Democrats en Déshabillé

Patient readers, it seems that people are actually reading the back-dated post! But I have not updated it, and there are many updates. So I will have to do that. –lambert

I have moved my standing remarks on the Democrat Party (“the Democrat Party is a rotting corpse that can’t bury itself”) to a separate, back-dated post, to which I will periodically add material, summarizing the addition here in a “live” Water Cooler. (Hopefully, some Bourdieu.) It turns out that defining the Democrat Party is, in fact, a hard problem.
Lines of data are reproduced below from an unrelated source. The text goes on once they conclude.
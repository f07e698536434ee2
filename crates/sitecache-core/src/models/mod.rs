//! Data models for cached entities.
//!
//! - `Collection`: the closed set of entity collections and their scope
//! - `Record`: a pending or confirmed record with a free-form payload
//! - `NameEntry`: saved reference-list entries (name or full object)
//! - `SiteSettings`: the per-site aggregate of saved trades, material names and units

pub mod collection;
pub mod name_entry;
pub mod record;
pub mod settings;

pub use collection::Collection;
pub use name_entry::{recover_indexed_string, NameEntry, NameList, NamedEntity};
pub use record::{strip_identity, LocalId, Payload, Record, RecordError, RecordId, RemoteId};
pub use settings::{SettingsLink, SettingsList, SiteSettings};
use std::sync::Arc;
use std::time::Duration;

use tokio::sync::{watch, Notify};
use tokio::task::JoinHandle;
use tokio::time::{interval_at, Instant, MissedTickBehavior};
use tracing::debug;

use super::engine::SyncEngine;
use crate::scope::{ScopeSnapshot, TenantScope};

/// Default period between timer-driven refreshes.
pub const DEFAULT_REFRESH_INTERVAL: Duration = Duration::from_secs(30);

/// What caused a refresh pass.
#[derive(Debug, Clone, Copy, PartialEq, Eq)]
pub enum Trigger {
    Startup,
    Timer,
    Focus,
    ScopeActivated,
}

/// True if `next` has a remote-valid site or company that `prev` did not.
fn scope_activated(prev: &TenantScope, next: &TenantScope) -> bool {
    let site = next.remote_site().is_some() && next.remote_site() != prev.remote_site();
    let company = next.remote_company().is_some() && next.remote_company() != prev.remote_company();
    site || company
}

/// Spawn the refresh loop.
///
/// Each trigger spawns its own `refresh_all` pass; a slow pass never delays
/// the next trigger. The loop ends when the scope sender is dropped or the
/// returned handle is aborted.
pub fn spawn_refresh_loop(
    engine: SyncEngine,
    mut scope_rx: watch::Receiver<ScopeSnapshot>,
    focus: Arc<Notify>,
    period: Duration,
) -> JoinHandle<()> {
    tokio::spawn(async move {
        let mut ticker = interval_at(Instant::now() + period, period);
        ticker.set_missed_tick_behavior(MissedTickBehavior::Delay);

        let mut last = scope_rx.borrow_and_update().scope.clone();
        if scope_activated(&TenantScope::default(), &last) {
            spawn_refresh(&engine, Trigger::Startup);
        }

        loop {
            let trigger = tokio::select! {
                _ = ticker.tick() => Trigger::Timer,
                _ = focus.notified() => Trigger::Focus,
                changed = scope_rx.changed() => {
                    if changed.is_err() {
                        break;
                    }
                    let scope = scope_rx.borrow_and_update().scope.clone();
                    let activated = scope_activated(&last, &scope);
                    last = scope;
                    if !activated {
                        continue;
                    }
                    Trigger::ScopeActivated
                }
            };
            spawn_refresh(&engine, trigger);
        }
        debug!("Refresh loop stopped");
    })
}

fn spawn_refresh(engine: &SyncEngine, trigger: Trigger) {
    debug!(?trigger, "Refresh triggered");
    let engine = engine.clone();
    tokio::spawn(async move {
        engine.refresh_all().await;
    });
}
I do think the paragraph that follows is on point all the way back to 2016, if not before:

The Democrat Party is the political expression of the class power of PMC, their base (lucidly explained by Thomas Frank in Listen, Liberal!). It follows that the Democrat Party is as “unreformable” as the PMC is unreformable; if the Democrat Party did not exist, the PMC would have to invent it. If the Democrat Party fails to govern, that’s because the PMC lacks the capability to govern. (“PMC” modulo “class expatriates,” of course.) Second, all the working parts of the Party reinforce each other. Leave aside characterizing the relationships between elements of the Party (ka-ching, but not entirely) those elements comprise a network — a Flex Net? An iron octagon? — of funders, vendors, apparatchiks, electeds, NGOs, and miscellaneous mercenaries, with assets in the press and the intelligence community.

Note, of course, that the class power of the PMC both expresses and is limited by other classes; oligarchs and American gentry (see ‘industrial model’ of Ferguson, Jorgensen, and Jie) and the working class spring to mind. Suck up, kick down.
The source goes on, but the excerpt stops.